Patent Publication Number: US-2005140501-A1

Title: Memory for RFID tags that is suitable for receiving a deactivation command

Description:
PRIORITY CLAIM  
      This application claims priority from French Application for Patent No. 03 14743 filed Dec. 16, 2003, the disclosure of which is hereby incorporated by reference.  
     BACKGROUND OF THE INVENTION  
      1. Technical Field of the Invention  
      The present invention relates in a general manner to memories for Radio Frequency IDentification (RFID) tags used especially to allow products to be traced. More particularly, it relates to such a memory suitable for receiving a deactivation command.  
      2. Description of Related Art  
      A new generation of tags of very small sizes (side of the order of 1000 μm) allows the tracing not only of a range of products, but of each product individually. An exemplary RFID tag is presented in  FIG. 1 . Having no energy source of its own, it comprises an antenna  2  and an electronic circuit  3  including a memory in which is stored each product&#39;s own identifier. An RFID tag includes a transmitter/receiver whose power is fed remotely from a radio field  10  of a remote interrogation unit  4 . It transmits the identifier stored in response to an interrogation message contained in a radio signal  20  received from the interrogation unit  4 .  
      The memory serving to code the identifier may be a memory of, for example, 64 bits of the One Time Programmable (OTP) type or of the Electrically Erasable Programmable Read Only Memory (EEPROM) type.  
      Such a memory is typically organized into memory words, the whole set of such words forming the memory plane. A memory word consists of a certain number of adjacent memory cells, each storing one bit, and placed on one and the same row of the memory plane. A memory word typically comprises 8 cells, the content of which (i.e., a byte) is called a binary word. As a general rule, one byte at a time is written and/or read by addressing the corresponding memory word. It is also possible to read or write several memory words at once, in an access mode called page mode.  
      Under pressure from consumer organizations, a need exists to be able to reset a tag or at the very least to render it anonymous, when the need to trace the product no longer exists. Various possibilities exist for rendering the tag unable to communicate, and hence totally undetectable by an interrogation radio signal.  
      One can envisage breaking the tag, in particular by mechanical destruction, but this implies direct contact with the tag. It can also be destroyed electrically, for example by applying a voltage high enough to blow a fuse in the tag, this operation nevertheless requiring energy that is difficult to transfer without contact.  
      Another possibility consists in altering the information contained in the memory. Specifically, current work by the “Auto ID” laboratory, encompassing several universities and enterprises from the electronics sector, is geared towards a command making it possible to write a certain value into the memory of the tag, which value renders the tag definitively unable to communicate. An article describing this research was published by EETIMES (see web link http://www.eetimes.com/story/OEG20030428S0074) the disclosure of which is hereby incorporated by reference.  
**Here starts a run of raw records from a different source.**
/*
 * Copyright © 2025, United States Government, as represented by the Administrator of
 * the National Aeronautics and Space Administration. All rights reserved.
 *
 * The “ODIN” software is licensed under the Apache License, Version 2.0 (the "License");
 * you may not use this file except in compliance with the License. You may obtain a copy
 * of the License at http://www.apache.org/licenses/LICENSE-2.0.
 *
 * Unless required by applicable law or agreed to in writing, software distributed under
 * the License is distributed on an "AS IS" BASIS, WITHOUT WARRANTIES OR CONDITIONS OF ANY KIND,
 * either express or implied. See the License for the specific language governing permissions
 * and limitations under the License.
 */

//! image comparison module of ODIN
//! computes structural similarity scores of 8bit image pairs, renders their divergence (RGB/HSV deltas and
//! threshold masks) and aggregates the resulting per-pair result directories

use std::path::Path;
use image::{self, DynamicImage, GenericImageView, GrayImage, Luma, Rgb, RgbImage};
use tracing_subscriber::{EnvFilter, fmt};

mod errors;
pub use errors::{Result,OdinImgDiffError};

pub mod field;
pub use field::Field;

pub mod ssim;
pub use ssim::{SsimParams, LocalStats, local_stats, ssim_single_channel, ssim_multi_channel, similarity_score};

pub mod divergence;
pub use divergence::{Divergence, DivergenceParams, render_divergence};

pub mod result;
pub use result::{ComparisonResult, write_result, read_result};

pub mod aggregate;
pub use aggregate::{ScoreFilter, DiffKind, DiffFlags, AggregationOptions, AggregationSelection, filter_results};

pub mod materialize;
pub use materialize::{MaterializeAction, materialize};

/// initialize the tracing subscriber of our executables. Log output goes to stderr and is filtered
/// by RUST_LOG (defaulting to 'info')
pub fn init_tracing() {
    let filter = EnvFilter::try_from_default_env().unwrap_or_else( |_| EnvFilter::new("info"));
    let _ = fmt().with_env_filter( filter).with_writer( std::io::stderr).try_init();
}

/* #region image preconditions ****************************************************************************/

/// number of channels of supported (8bit, 1-4 channel) image layouts
pub fn channel_count (img: &DynamicImage)->Result<usize> {
    match img {
        DynamicImage::ImageLuma8(_) => Ok(1),
        DynamicImage::ImageLumaA8(_) => Ok(2),
        DynamicImage::ImageRgb8(_) => Ok(3),
        DynamicImage::ImageRgba8(_) => Ok(4),
        other => Err( OdinImgDiffError::UnsupportedImageFormat( format!("{:?}", other.color())))
    }
}

pub fn check_equal_dimensions (img1: &DynamicImage, img2: &DynamicImage)->Result<()> {
    if img1.dimensions() != img2.dimensions() {
        Err( OdinImgDiffError::DimensionMismatch( format!("{:?} vs {:?}", img1.dimensions(), img2.dimensions())) )
    } else {
        Ok(())
    }
}

/// check that both images can be compared at all: same dimensions, same (supported) channel count
pub fn check_comparable (img1: &DynamicImage, img2: &DynamicImage)->Result<usize> {
    check_equal_dimensions( img1, img2)?;
    let n1 = channel_count( img1)?;
    let n2 = channel_count( img2)?;
    if n1 != n2 {
        Err( OdinImgDiffError::ChannelCountMismatch( n1, n2))
    } else {
        Ok(n1)
    }
}

/// load two images that are going to be compared
pub fn open_diff_image_pair<P> (path1: P, path2: P)->Result<(DynamicImage,DynamicImage)> where P: AsRef<Path> {
    let img1 = image::open(path1)?;
    let img2 = image::open(path2)?;
    check_equal_dimensions( &img1, &img2)?;
    Ok( (img1, img2) )
}

/* #endregion image preconditions */

/* #region channel access *********************************************************************************/

/// split a supported image into one gray image per channel (alpha included)
pub fn split_channels (img: &DynamicImage)->Result<Vec<GrayImage>> {
    let n = channel_count( img)?;
    let (w,h) = img.dimensions();
    let raw = img.as_bytes();

    let channels = (0..n).map( |c| {
        GrayImage::from_fn( w, h, |x,y| {
            let i = (y as usize * w as usize + x as usize) * n + c;
            Luma([raw[i]])
        })
    }).collect();

    Ok(channels)
}

/// the 3 channel RGB rendition of a supported image. Gray values are replicated and alpha is dropped
pub fn rgb_rendition (img: &DynamicImage)->Result<RgbImage> {
    let n = channel_count( img)?;
    let (w,h) = img.dimensions();
    let raw = img.as_bytes();

    Ok( RgbImage::from_fn( w, h, |x,y| {
        let i = (y as usize * w as usize + x as usize) * n;
        match n {
            1 | 2 => Rgb([raw[i], raw[i], raw[i]]),
            _ => Rgb([raw[i], raw[i+1], raw[i+2]])
        }
    }))
}

/* #endregion channel access */

/* #region HSV conversion *********************************************************************************/

/// h in degrees [0..360), s and v in [0..1]
pub fn rgb_to_hsv(r: u8, g: u8, b: u8) -> (f32, f32, f32) {
    let r = r as f32 / 255.0;
    let g = g as f32 / 255.0;
    let b = b as f32 / 255.0;

    let max = r.max(g).max(b);
    let min = r.min(g).min(b);
    let delta = max - min;

    let h = if delta == 0.0 {
        0.0
    } else if max == r {
        60.0 * (((g - b) / delta) % 6.0)
    } else if max == g {
        60.0 * (((b - r) / delta) + 2.0)
    } else {
        60.0 * (((r - g) / delta) + 4.0)
    };

    let h = if h < 0.0 { h + 360.0 } else { h };

    let s = if max == 0.0 { 0.0 } else { delta / max };

    (h, s, max)
}

/// 8bit HSV with h in [0..180) (half degrees) and s,v in [0..255]
pub fn rgb_to_hsv8 (rgb: &Rgb<u8>)->Rgb<u8> {
    let [r,g,b] = rgb.0;
    let (h,s,v) = rgb_to_hsv( r, g, b);

    let h = (h / 2.0).round() as u32 % 180;
    let s = (s * 255.0).round() as u8;
    let v = (v * 255.0).round() as u8;

    Rgb([h as u8, s, v])
}

pub fn rgb_image_to_hsv8 (img: &RgbImage)->RgbImage {
    let (w,h) = img.dimensions();
    RgbImage::from_fn( w, h, |x,y| rgb_to_hsv8( img.get_pixel(x,y)))
}

/* #endregion HSV conversion */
      Thus, it is for example possible to envisage setting all the bits of the memory of the tag to a zero value. The memory is then reinitialized. It may therefore be overwritten. The tag certainly becomes anonymous but remains no less active (i.e., operational). In particular, it can continue to transmit a response to an interrogation signal, thereby rendering its presence detectable.  
      Furthermore, it may be useful not to erase the identifier of the tag, so as to facilitate for example the diagnosis of a problem when, for one reason or another, a tag is no longer responding although it has not deliberately been deactivated.  
      A need accordingly exists for an RFID tag memory that is capable of being deactivated definitively pursuant to a deactivation command, and hence of being rendered undetectable, without however modifying the content of the memory containing the stored identifier.  
     SUMMARY OF THE INVENTION  
      In accordance with an embodiment of the invention, an integrated circuit memory, for contactless tag of RFID type, comprises a group of memory words that are suitable for storing an identifier of the tag and are write-accessible via a standard write command. At least one additional memory word is included that is suitable for storing a deactivation value making it possible to prevent the reading and/or the transmission of the identifier in response to a radio interrogation signal transmitted by a remote interrogation unit.  
      The additional memory word may advantageously be write-accessible only via a specific write command, which is different from the standard write command. Thus, the writing of the deactivation value cannot be confused with the writing of the identifier of the tag.  
      Preferably, the memory comprises a management module suitable for verifying the value stored in the additional memory word, as soon as the tag is sufficiently power fed by a remote interrogation unit, and for placing the tag in a deactivated state when the value is equal to the deactivation value.  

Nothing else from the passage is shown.